*** Opening of THE DATA ***

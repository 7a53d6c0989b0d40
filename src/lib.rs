//! # Greenhouse Monitor Core Library
//!
//! This library provides the data structures, sensor acquisition and control
//! logic for a single-board-computer greenhouse monitor. It is written for a
//! Raspberry Pi class target: a handful of sensors polled every few seconds,
//! two actuators, a small status screen and an optional telemetry push.
//!
//! ## Design Philosophy
//!
//! ### Hardware at the edges
//! Every piece of hardware is reached through a narrow trait:
//! - [`dht::DigitalLine`] for the bit-banged humidity/temperature sensor
//! - [`sensors::AnalogInput`] for the ADC channels (soil moisture, light)
//! - [`control::PwmChannel`] for the fan and the vent servo
//! - [`renderer::BufferedDisplay`] for the status screen
//!
//! The binary wires real GPIO/I²C implementations behind the `hardware`
//! feature; everything in this crate runs and is tested on a desktop.
//!
//! ### Acquisition is bounded
//! The single-wire sensor is read with monotonic-clock bounded waits at every
//! edge. A disconnected sensor costs a few milliseconds per attempt, never a
//! hung thread. Only exhaustion of the retry budget is reported upward; the
//! [`collector`] decides what to show instead.
//!
//! ### Data Flow
//! 1. **Acquire**: wake pulse → handshake → 40 bit pulses → checksum → range check
//! 2. **Collect**: air reading (live, held or synthetic) + soil + light → [`SensorSnapshot`]
//! 3. **Act**: fan speed and vent angle from the snapshot
//! 4. **Report**: status screen, snapshot cache, history log, optional telemetry push
//!
//! ## Core Types
//! - [`Reading`]: one accepted air temperature/humidity pair
//! - [`SensorSnapshot`]: the latest value of every sensor with its provenance

use chrono::{DateTime, Utc};
use serde::{Deserialize, Serialize};

// Module declarations
pub mod cache;
pub mod collector;
pub mod config;
pub mod control;
pub mod dht;
pub mod fallback;
pub mod renderer;
pub mod sensors;
pub mod telemetry;

/// An accepted air temperature and relative humidity pair.
///
/// Produced either from a validated sensor frame or from the synthetic
/// fallback model. The single-wire sensor family reports whole units only,
/// so live readings always carry integral values.
///
/// # Example
/// ```
/// use greenhouse_lib::Reading;
///
/// let reading = Reading { temperature_c: 25.0, humidity_pct: 36.0 };
/// assert!(reading.is_plausible((0.0, 50.0)));
/// ```
#[derive(Clone, Copy, Debug, PartialEq, Serialize, Deserialize)]
pub struct Reading {
    /// Air temperature in degrees Celsius
    pub temperature_c: f32,
    /// Relative humidity in percent (0-100)
    pub humidity_pct: f32,
}

impl Reading {
    /// True when humidity is within 0-100 % and temperature is inside the
    /// inclusive `(min, max)` band.
    pub fn is_plausible(&self, temperature_band: (f32, f32)) -> bool {
        (0.0..=100.0).contains(&self.humidity_pct)
            && (temperature_band.0..=temperature_band.1).contains(&self.temperature_c)
    }
}

/// Where the air reading of a snapshot came from.
#[derive(Clone, Copy, Debug, PartialEq, Eq, Serialize, Deserialize)]
#[serde(rename_all = "lowercase")]
pub enum AirSource {
    /// Acquired from the sensor during this collection round
    Live,
    /// Last known good reading reused after acquisition was exhausted
    Held,
    /// Generated by [`fallback::approximate`]
    Synthetic,
}

/// Latest value of every greenhouse sensor.
///
/// The collector replaces a field only when the corresponding sensor delivers
/// a new value, so a failing soil probe keeps showing its last reading while
/// the rest of the snapshot stays current.
///
/// # Example
/// ```
/// use chrono::Utc;
/// use greenhouse_lib::{AirSource, SensorSnapshot};
///
/// let snapshot = SensorSnapshot::empty(Utc::now());
/// assert_eq!(snapshot.air_source, AirSource::Synthetic);
/// assert_eq!(snapshot.light_intensity, 0.0);
/// ```
#[derive(Clone, Debug, PartialEq, Serialize, Deserialize)]
pub struct SensorSnapshot {
    /// Air temperature in °C
    pub air_temperature: f32,
    /// Air relative humidity in %
    pub air_humidity: f32,
    /// Soil moisture in % (0-100)
    pub soil_moisture: f32,
    /// Soil temperature in °C
    pub soil_temperature: f32,
    /// Light intensity in lux
    pub light_intensity: f32,
    /// Provenance of the air temperature/humidity pair
    pub air_source: AirSource,
    /// Time of the collection round that produced this snapshot
    pub timestamp: DateTime<Utc>,
}

impl SensorSnapshot {
    /// A zeroed snapshot, used before the first collection round completes.
    pub fn empty(timestamp: DateTime<Utc>) -> Self {
        SensorSnapshot {
            air_temperature: 0.0,
            air_humidity: 0.0,
            soil_moisture: 0.0,
            soil_temperature: 0.0,
            light_intensity: 0.0,
            air_source: AirSource::Synthetic,
            timestamp,
        }
    }

    /// The air temperature/humidity pair as a [`Reading`].
    pub fn air_reading(&self) -> Reading {
        Reading {
            temperature_c: self.air_temperature,
            humidity_pct: self.air_humidity,
        }
    }
}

*** Close of THE DATA ***

WHAT THE EXERCISE ASKS - All of the material above needs to be copied exactly.

EXPECTED ANSWER -
repository 7a53d6c0989b0d40
filename src/lib.rs
//! # Greenhouse Monitor Core Library
//!
//! This library provides the data structures, sensor acquisition and control
//! logic for a single-board-computer greenhouse monitor. It is written for a
//! Raspberry Pi class target: a handful of sensors polled every few seconds,
//! two actuators, a small status screen and an optional telemetry push.
//!
//! ## Design Philosophy
//!
//! ### Hardware at the edges
//! Every piece of hardware is reached through a narrow trait:
//! - [`dht::DigitalLine`] for the bit-banged humidity/temperature sensor
//! - [`sensors::AnalogInput`] for the ADC channels (soil moisture, light)
//! - [`control::PwmChannel`] for the fan and the vent servo
//! - [`renderer::BufferedDisplay`] for the status screen
//!
//! The binary wires real GPIO/I²C implementations behind the `hardware`
//! feature; everything in this crate runs and is tested on a desktop.
//!
//! ### Acquisition is bounded
//! The single-wire sensor is read with monotonic-clock bounded waits at every
//! edge. A disconnected sensor costs a few milliseconds per attempt, never a
//! hung thread. Only exhaustion of the retry budget is reported upward; the
//! [`collector`] decides what to show instead.
//!
//! ### Data Flow
//! 1. **Acquire**: wake pulse → handshake → 40 bit pulses → checksum → range check
//! 2. **Collect**: air reading (live, held or synthetic) + soil + light → [`SensorSnapshot`]
//! 3. **Act**: fan speed and vent angle from the snapshot
//! 4. **Report**: status screen, snapshot cache, history log, optional telemetry push
//!
//! ## Core Types
//! - [`Reading`]: one accepted air temperature/humidity pair
//! - [`SensorSnapshot`]: the latest value of every sensor with its provenance

use chrono::{DateTime, Utc};
use serde::{Deserialize, Serialize};

// Module declarations
pub mod cache;
pub mod collector;
pub mod config;
pub mod control;
pub mod dht;
pub mod fallback;
pub mod renderer;
pub mod sensors;
pub mod telemetry;

/// An accepted air temperature and relative humidity pair.
///
/// Produced either from a validated sensor frame or from the synthetic
/// fallback model. The single-wire sensor family reports whole units only,
/// so live readings always carry integral values.
///
/// # Example
/// ```
/// use greenhouse_lib::Reading;
///
/// let reading = Reading { temperature_c: 25.0, humidity_pct: 36.0 };
/// assert!(reading.is_plausible((0.0, 50.0)));
/// ```
#[derive(Clone, Copy, Debug, PartialEq, Serialize, Deserialize)]
pub struct Reading {
    /// Air temperature in degrees Celsius
    pub temperature_c: f32,
    /// Relative humidity in percent (0-100)
    pub humidity_pct: f32,
}

impl Reading {
    /// True when humidity is within 0-100 % and temperature is inside the
    /// inclusive `(min, max)` band.
    pub fn is_plausible(&self, temperature_band: (f32, f32)) -> bool {
        (0.0..=100.0).contains(&self.humidity_pct)
            && (temperature_band.0..=temperature_band.1).contains(&self.temperature_c)
    }
}

/// Where the air reading of a snapshot came from.
#[derive(Clone, Copy, Debug, PartialEq, Eq, Serialize, Deserialize)]
#[serde(rename_all = "lowercase")]
pub enum AirSource {
    /// Acquired from the sensor during this collection round
    Live,
    /// Last known good reading reused after acquisition was exhausted
    Held,
    /// Generated by [`fallback::approximate`]
    Synthetic,
}

/// Latest value of every greenhouse sensor.
///
/// The collector replaces a field only when the corresponding sensor delivers
/// a new value, so a failing soil probe keeps showing its last reading while
/// the rest of the snapshot stays current.
///
/// # Example
/// ```
/// use chrono::Utc;
/// use greenhouse_lib::{AirSource, SensorSnapshot};
///
/// let snapshot = SensorSnapshot::empty(Utc::now());
/// assert_eq!(snapshot.air_source, AirSource::Synthetic);
/// assert_eq!(snapshot.light_intensity, 0.0);
/// ```
#[derive(Clone, Debug, PartialEq, Serialize, Deserialize)]
pub struct SensorSnapshot {
    /// Air temperature in °C
    pub air_temperature: f32,
    /// Air relative humidity in %
    pub air_humidity: f32,
    /// Soil moisture in % (0-100)
    pub soil_moisture: f32,
    /// Soil temperature in °C
    pub soil_temperature: f32,
    /// Light intensity in lux
    pub light_intensity: f32,
    /// Provenance of the air temperature/humidity pair
    pub air_source: AirSource,
    /// Time of the collection round that produced this snapshot
    pub timestamp: DateTime<Utc>,
}

impl SensorSnapshot {
    /// A zeroed snapshot, used before the first collection round completes.
    pub fn empty(timestamp: DateTime<Utc>) -> Self {
        SensorSnapshot {
            air_temperature: 0.0,
            air_humidity: 0.0,
            soil_moisture: 0.0,
            soil_temperature: 0.0,
            light_intensity: 0.0,
            air_source: AirSource::Synthetic,
            timestamp,
        }
    }

    /// The air temperature/humidity pair as a [`Reading`].
    pub fn air_reading(&self) -> Reading {
        Reading {
            temperature_c: self.air_temperature,
            humidity_pct: self.air_humidity,
        }
    }
}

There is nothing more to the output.